Nunca fui muito afeito a pular carnaval na juventude. Confesso que as imagens idealizadas de alegria, bebidas, farras e mulheres me dando bola foram logo substituídas pelas ressacas, pelos foras e pelos cheiros de urina e desodorante vencido. Acabei por me juntar ao Bloco do Sossego, me filiar aos Acadêmicos do Sono Fácil e virar frequentador assíduo do Baile da Cachoeira Gelada. Dez anos atrás, motivado pelo aniversário de uma querida amiga, abri mão da minha tradicional e silenciosa folia anual e mergulhei em um rio de cores chamado Sapucaí. Atravessei aquela avenida representando uma entidade qualquer e cantei com vontade o samba que dizia que o Brasil era o país de todos os deuses, de paz, amor e união. Foi uma experiência única e, pelo menos até agora, não recebi reclamações por parte da tal entidade por tê-la representado sem o devido lugar de fala.
Há dez anos, o Brasil estava apenas começando a descobrir o intragável mundo do politicamente correto. Ninguém ainda questionava o uso de turbantes, cocares, seios postiços, lenços amarrados na cintura, e até as cores das maquiagens tinham pouca relevância. Hoje, até as escolas de samba – que sempre tiveram procuração reconhecida em cartório para representar deuses e minorias – deixam claro a seus carnavalescos que a criatividade, assim como a paciência, tem limites. Quem não obedece é sumariamente cancelado sem direito a apelação, e a pena passa a ser cumprida ainda na primeira instância. Cabem às celebridades canceladas, na tentativa de cancelar o cancelamento, jurarem que pediram autorização prévia ao deus ou à minoria representada. “Com consentimento pode”, dizem elas. Consentimento de quem, cara-pálida? Pergunto para, logo em seguida, perceber que não tenho lugar de fala para chamar alguém de cara-pálida.

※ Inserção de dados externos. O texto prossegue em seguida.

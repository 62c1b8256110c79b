//! Text normalization for values written to the record stream.

use regex::Regex;
use std::sync::LazyLock;

/// Any run of whitespace or control characters.
#[allow(clippy::expect_used)] // Static regex that is guaranteed to be valid
static SPACE_RUN: LazyLock<Regex> =
    LazyLock::new(|| Regex::new(r"[\s\p{Cc}]+").expect("valid regex"));

/// Collapse every run of whitespace and control characters to one ASCII space.
///
/// Tabs and newlines would break the tab-separated output, so they never
/// survive. Applying this twice gives the same result as applying it once.
///
/// # Examples
/// ```
/// use ruscorpora_harvester::text::normalize_whitespace;
///
/// assert_eq!(normalize_whitespace("a\t\n b\u{a0}c"), "a b c");
/// assert_eq!(normalize_whitespace("  "), " ");
/// ```
pub fn normalize_whitespace(text: &str) -> String {
    SPACE_RUN.replace_all(text, " ").into_owned()
}
//! Peptide sequence canonicalization.
//!
//! Every search engine annotates modifications differently, so sequences are
//! reduced to a shared canonical form before they can be compared across
//! engines: isoleucine folded into leucine and every modification annotation
//! removed. The rewrites are literal substring replacements kept in explicit
//! ordered tables so the ordering constraints stay visible.

/// Ordered rewrite rules for PEAKS-style numeric mass deltas.
///
/// # Invariants
/// * Rule 1 must run before rule 2: the N-terminal acetylation on alanine is
///   rewritten to the `Z` placeholder first, otherwise the generic
///   `(+42.01)` strip swallows it and the two cases become
///   indistinguishable.
pub const PEAKS_MASS_DELTA_RULES: [(&str, &str); 4] = [
    ("A(+42.01)", "Z"),
    ("(+42.01)", ""),
    ("M(+15.99)", "M(ox)"),
    ("C(+57.02)", "C"),
];

/// Short-code modification tags removed during canonicalization.
///
/// The tags are mutually non-overlapping substrings, so order among them does
/// not matter. `C(ca)` is replaced as a unit so the residue is retained.
pub const MODIFICATION_TAG_RULES: [(&str, &str); 8] = [
    ("(ox)", ""),
    ("(de)", ""),
    ("C(ca)", "C"),
    ("Z", ""),
    ("(ac)", ""),
    ("(py)", ""),
    ("(ph)", ""),
    ("(tm)", ""),
];

fn apply_rules(sequence: &str, rules: &[(&str, &str)]) -> String {
    rules
        .iter()
        .fold(sequence.to_string(), |seq, (from, to)| seq.replace(from, to))
}

/// Rewrite PEAKS numeric mass deltas into the short-code tag vocabulary
/// understood by [`strip_modification_tags`].
pub fn map_peaks_modifications(sequence: &str) -> String {
    apply_rules(sequence, &PEAKS_MASS_DELTA_RULES)
}

/// Remove every short-code modification tag (and the acetylation
/// placeholder) from a sequence.
pub fn strip_modification_tags(sequence: &str) -> String {
    apply_rules(sequence, &MODIFICATION_TAG_RULES)
}

/// Fold isoleucine into leucine. The two residues are isobaric and most
/// engines cannot distinguish them.
pub fn merge_isoleucine(sequence: &str) -> String {
    sequence.replace('I', "L")
}

/// Full canonicalization: I/L merge followed by tag stripping.
///
/// The merge and the strip commute (no tag contains a bare `I`), and the
/// composition is idempotent.
pub fn canonicalize(sequence: &str) -> String {
    strip_modification_tags(&merge_isoleucine(sequence))
}

#[cfg(test)]
mod tests {
    use super::*;

    #[test]
    fn test_peaks_mass_delta_mapping() {
        assert_eq!(map_peaks_modifications("A(+42.01)BC(+57.02)"), "ZBC");
        assert_eq!(map_peaks_modifications("M(+15.99)PEPTIDE"), "M(ox)PEPTIDE");
        // Generic +42.01 on a non-alanine residue is stripped, not
        // placeholder-mapped.
        assert_eq!(map_peaks_modifications("S(+42.01)PEPTIDE"), "SPEPTIDE");
    }

    #[test]
    fn test_peaks_rule_order_is_not_shadowed() {
        // If the generic strip ran first this would yield "A" and the
        // placeholder would never appear.
        assert_eq!(map_peaks_modifications("A(+42.01)"), "Z");
    }

    #[test]
    fn test_strip_modification_tags() {
        assert_eq!(strip_modification_tags("M(ox)PEPTIDE"), "MPEPTIDE");
        assert_eq!(strip_modification_tags("C(ca)AT"), "CAT");
        assert_eq!(strip_modification_tags("ZPEPTIDE"), "PEPTIDE");
        assert_eq!(
            strip_modification_tags("S(ph)T(ac)Y(py)K(tm)N(de)"),
            "STYKN"
        );
    }

    #[test]
    fn test_canonicalize_merges_isoleucine() {
        assert_eq!(canonicalize("PEPTIDE"), "PEPTLDE");
        assert_eq!(canonicalize("ISOLEUCINE"), "LSOLEUCLNE");
    }

    #[test]
    fn test_canonicalize_is_a_noop_on_canonical_input() {
        assert_eq!(canonicalize("PEPTLDE"), "PEPTLDE");
        assert_eq!(canonicalize("LLAMA"), "LLAMA");
    }

    #[test]
    fn test_canonicalize_peaks_chain() {
        let mapped = map_peaks_modifications("A(+42.01)BC(+57.02)");
        assert_eq!(canonicalize(&mapped), "BC");
    }

    #[test]
    fn test_canonicalize_is_idempotent() {
        for raw in [
            "PEPTIDE",
            "M(ox)PEPTIDE",
            "C(ca)AT",
            "ZIM(ox)S(ph)",
            "LLAMA",
        ] {
            let once = canonicalize(raw);
            assert_eq!(canonicalize(&once), once);
        }
    }

    #[test]
    fn test_canonical_alphabet_closure() {
        for raw in ["M(ox)PEPTIDE", "ZC(ca)IS(ph)T(ac)", "N(de)K(tm)Y(py)"] {
            let canonical = canonicalize(raw);
            assert!(
                canonical
                    .chars()
                    .all(|c| c.is_ascii_uppercase() && c != 'I' && c != 'Z'),
                "non-canonical residue in {:?}",
                canonical
            );
        }
    }
}
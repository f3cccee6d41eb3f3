use crate::errors::{
    PepsiftError,
    Result,
};
use crate::models::{
    DistinctPeptides,
    TargetDecoy,
};
use crate::normalize::canonicalize;
use serde::Deserialize;
use std::path::Path;
use tracing::info;

/// Represents a single row of the native CSV result format: the sequence is
/// already cleaned upstream but may still carry short-code tags, and the
/// decoy label is an explicit boolean.
#[derive(Debug, Clone, Deserialize)]
struct NativeRow {
    clean_sequence: String,
    is_decoy: bool,
}

/// Read distinct canonical peptides from a native results CSV.
pub fn read_native_peptides<T: AsRef<Path>>(path: T) -> Result<DistinctPeptides> {
    let path = path.as_ref();
    let file = std::fs::File::open(path).map_err(|e| PepsiftError::io_at(e, path))?;
    let mut rdr = csv::ReaderBuilder::new().from_reader(file);

    info!("Reading native identifications from {}", path.display());

    let mut out = DistinctPeptides::default();
    for result in rdr.deserialize() {
        let row: NativeRow = result?;
        out.rows_read += 1;
        if TargetDecoy::from_bool(row.is_decoy).is_decoy() {
            continue;
        }
        out.keep(canonicalize(&row.clean_sequence));
    }
    out.log_summary("native");
    Ok(out)
}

Eu ainda sou frequentador e divulgador do Bloco do Sossego. Entretanto, se me dispusesse a sair fantasiado no carnaval de hoje, certamente tentaria ser mais discreto. Afinal, as pessoas se irritam com muita facilidade ao se verem representadas em uma fantasia, mesmo que o objetivo desta tenha sido uma homenagem, uma reflexão ou – como acontece na maioria das vezes – uma simples e irreverente brincadeira. Para evitar eventuais constrangimentos, eu buscaria temas abstratos tais como personagens fictícios, plantas e animais, sem nenhuma referência a quem quer que seja.
Poderia, por exemplo, me fantasiar de Transformer. Um herói do cinema jamais poderia se sentir ofendido, não é mesmo? O meu transformer de carnaval seria uma retroescavadeira que, ao assumir a forma humana, teria o curioso hábito de chamar os outros de babaca.
Outra opção seria me fantasiar de molusco. Como é carnaval, meu molusco seria um cachaceiro com mania de grandeza idolatrado por uma horda de águas-vivas, aquelas medusas acéfalas que costumam se queimar com todos que não fazem parte da mesma turba.
A própria água-viva daria uma ótima fantasia. Mas a minha água-viva seria daquelas que cospem, humilham e chamam suas colegas de gordas e velhas. Daquelas que ninguém tolera mas que nenhuma companheira água-viva aparece para criticar ou acusar de misoginia. Uma água-viva repleta do ódio do bem.
Passando do reino animal para o vegetal, poderia me fantasiar de laranja. Mas uma laranja especial, grande e coberta de calda de chocolate pra dar mais consistência e, principalmente, tentar esconder a fruta. Daquelas laranjas difíceis de serem encontradas mas que entornam o caldo facilmente quando são apertadas.
Uma outra fantasia politicamente correta seria a de uma planta frutífera qualquer. Digamos, uma bananeira. Não seria bacana sair pelas ruas distribuindo bananas pra todo mundo? Tem muita gente que acha.
Outro personagem cuja fantasia cairia como uma luva seria o burro falante. Mas um burro palhaço, não aquele sábio dos livros de Monteiro Lobato. Um burro que pode até falar mas não consegue ler. Um burro que se acha esperto mas só sabe trocar letras, botar banca e colocar nos outros a culpa pelos seus erros. Um impreCionante burro raiz.
Outra fantasia muito inocente e apropriada seria a de cavalo. Mas não um cavalo dócil e elegante. Minha fantasia seria daquele tipo de cavalo bem limitado, que só sabe relinchar e dar coices nos outros, e que não consegue conviver com os demais animais com exceção da grande boiada que o acompanha e o aplaude dia após dia.
Por falar em boiada, outra opção também seria me fantasiar de gado e… ah, pensando bem, não. De gado já é demais!
Viu como dá pra pular carnaval sem incomodar ninguém?